Planarian as an Animal Model for Experimental Acute Seizure

Abstract

Epilepsy is among the most prevalent neurological disorders characterized by recurring spontaneous seizures. Seizures represent a clinical manifestation of uncontrolled, excessively synchronized neural cell activity. The extent of brain damage from seizures depends on their duration and intensity. Regrettably, there is no effective remedy for epilepsy. The aim of this investigation is to assess whether the planaria worm Dugesia dorotocephala could serve as a model to aid in identifying and developing treatments for epilepsy that can target acute seizures. Currently, various models, such as marine models, are used to evaluate antiseizure medications (ASM). However, they are very expensive, and there are ethical concerns. Alternatively, invertebrate models offer a cost-effective research opportunity in the drug discovery process for ASM. Planaria belong to the flatworm family and inhabit marine freshwater and terrestrial environments. Dugesia dorotocephala is the dominant species of aquatic planaria across North America. D. dorotocephala presents as a viable invertebrate model for epilepsy studies due to its cost-effectiveness, vertebrate-like neurons, and quantifiable behaviors, unlike other invertebrates or larger animals. They have been used in various pharmacology and environmental toxicology studies related to age, memory, and regeneration. In this study, planaria were exposed to different concentrations of pilocarpine, a common chemoconvulsant to study their behavior upon exposure. Following the observation, planaria were euthanized and preserved in either formaldehyde or Golgi solution for neurohistological assessment. Six distinct behavioral phenotypes were observed in planaria: dorsal oscillations, head oscillations, tail dorsal expansion, C-shape, head flick, and tail flick.

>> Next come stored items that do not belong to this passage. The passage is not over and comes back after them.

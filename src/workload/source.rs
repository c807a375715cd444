//! Work sources

use anyhow::{Context, Result};
use ignore::WalkBuilder;
use std::path::Path;

use super::{ItemSource, WorkItem};

/// File extensions picked up by [`scan_directory`], compared case-insensitively.
pub const IMAGE_EXTENSIONS: &[&str] = &["jpg", "jpeg", "png", "bmp", "tiff"];

/// `count` generated frames named `frame-0000`, `frame-0001`, ...
pub fn synthetic(count: usize, width: u32, height: u32, seed: u64) -> Vec<WorkItem> {
    (0..count)
        .map(|index| WorkItem {
            name: format!("frame-{index:04}"),
            source: ItemSource::Synthetic {
                width,
                height,
                seed: seed.wrapping_add(index as u64),
            },
        })
        .collect()
}

/// Image files directly inside `dir`, sorted by file name.
///
/// Formats are not validated here; unreadable files fail later, in the
/// work function.
pub fn scan_directory(dir: &Path) -> Result<Vec<WorkItem>> {
    if !dir.is_dir() {
        anyhow::bail!("Input directory {} does not exist", dir.display());
    }

    let walker = WalkBuilder::new(dir)
        .max_depth(Some(1))
        .standard_filters(false)
        .build();

    let mut items = Vec::new();
    for entry in walker {
        let entry = entry.with_context(|| format!("Failed to scan {}", dir.display()))?;
        if !entry.file_type().is_some_and(|ft| ft.is_file()) || !has_image_extension(entry.path()) {
            continue;
        }
        let name = entry
            .path()
            .file_stem()
            .map(|stem| stem.to_string_lossy().into_owned())
            .unwrap_or_default();
        items.push(WorkItem {
            name,
            source: ItemSource::File(entry.into_path()),
        });
    }

    items.sort_by(|a, b| match (&a.source, &b.source) {
        (ItemSource::File(a), ItemSource::File(b)) => a.cmp(b),
        _ => a.name.cmp(&b.name),
    });
    tracing::debug!("Found {} image(s) in {}", items.len(), dir.display());
    Ok(items)
}

fn has_image_extension(path: &Path) -> bool {
    path.extension()
        .and_then(|ext| ext.to_str())
        .is_some_and(|ext| {
            IMAGE_EXTENSIONS
                .iter()
                .any(|known| known.eq_ignore_ascii_case(ext))
        })
}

Dorsal oscillation frequencies were significantly increased among experimental groups compared to the control and exhibited dose dependence. Additionally, pilocarpine disrupted the motility of the planaria. Pilocarpine-induced seizures in planaria can serve as a model to evaluate acute seizures and antiseizure medication, which is essential in developing therapeutic interventions for human patients suffering from epilepsy.